Most double ropes are thinner than single ropes (with a diameter between 7 mm and 9 mm), but they are still strong enough to catch a fall on their own, even when they are part of a two-rope system. This means you can clip one rope into a protection point, say, on the left side of a sharp arete, and the other into a protection point on the right side of a sharp arete. This lets you climb two lines of protection at the same time.
On the other hand, twin ropes are usually thinner (7 to 8 mm) and made for dual use, which means that both ends must be clipped to every piece. Even though they aren’t as useful for rock climbing as half ropes, they are thinner and the lightest system for long ice or alpine routes with rappel descents.

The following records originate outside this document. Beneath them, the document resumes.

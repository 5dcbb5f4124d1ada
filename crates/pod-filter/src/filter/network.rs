//! `network` family.
//!
//! Unlike every other family, `network` does its lookups at compile time:
//! each value is resolved to a canonical network name through the registry,
//! and only those names are captured by the predicate.

use tracing::debug;

use super::compiler::{fail_closed, Predicate};
use super::error::FilterResult;
use super::family::FilterFamily;
use crate::model::{Container, NetworkRegistry, Pod};

/// `network`: the pod's infra container is attached to any resolved network.
///
/// Values naming networks that do not exist are dropped. If none resolve,
/// the predicate matches nothing.
pub(crate) fn network<P, R>(values: &[String], registry: &R) -> FilterResult<Predicate<P>>
where
    P: Pod + 'static,
    R: NetworkRegistry + ?Sized,
{
    let mut names: Vec<String> = Vec::with_capacity(values.len());
    for value in values {
        match registry.inspect(value) {
            Ok(net) => {
                if !names.contains(&net.name) {
                    names.push(net.name);
                }
            }
            Err(err) if err.is_not_found() => {
                debug!(network = %value, "ignoring filter on unknown network");
            }
            Err(err) => return Err(err.into()),
        }
    }

    Ok(Predicate::new(FilterFamily::Network, move |pod: &P| {
        let infra = match pod.infra_container() {
            Ok(infra) => infra,
            Err(err) => return fail_closed(FilterFamily::Network, pod, &err),
        };
        let attached = match infra.networks() {
            Ok(attached) => attached,
            Err(err) => return fail_closed(FilterFamily::Network, pod, &err),
        };
        attached.iter().any(|net| names.contains(net))
    }))
}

The length of the rope has changed over time, which is something you should think about when you buy one. In the 1960s, 1970s, and 1980s, most ropes were 50 metres long. This meant that most single-pitch routes were only 25 metres high (80 feet). In the 2000s, the standard rope length was 60 metres, which meant that single-pitch routes were about 100 feet long. Today, a 70-meter rope is a norm, but 80-meter ropes are not unusual.
Before you buy an outdoor climbing rope for your adventures, you should make a quick list of what you want to do with it. If you plan to do most of your climbing where the cliffs are short and most routes were built in the 1990s, a 60-meter rope will be enough to lower you off most routes. In a newer area, on the other hand, you may find climbs that need much longer ropes. And it’s important to note that in many older-school areas where pitches are often longer than 30 metres, a longer rope might let you rappel down more climbs without having to carry a second rope.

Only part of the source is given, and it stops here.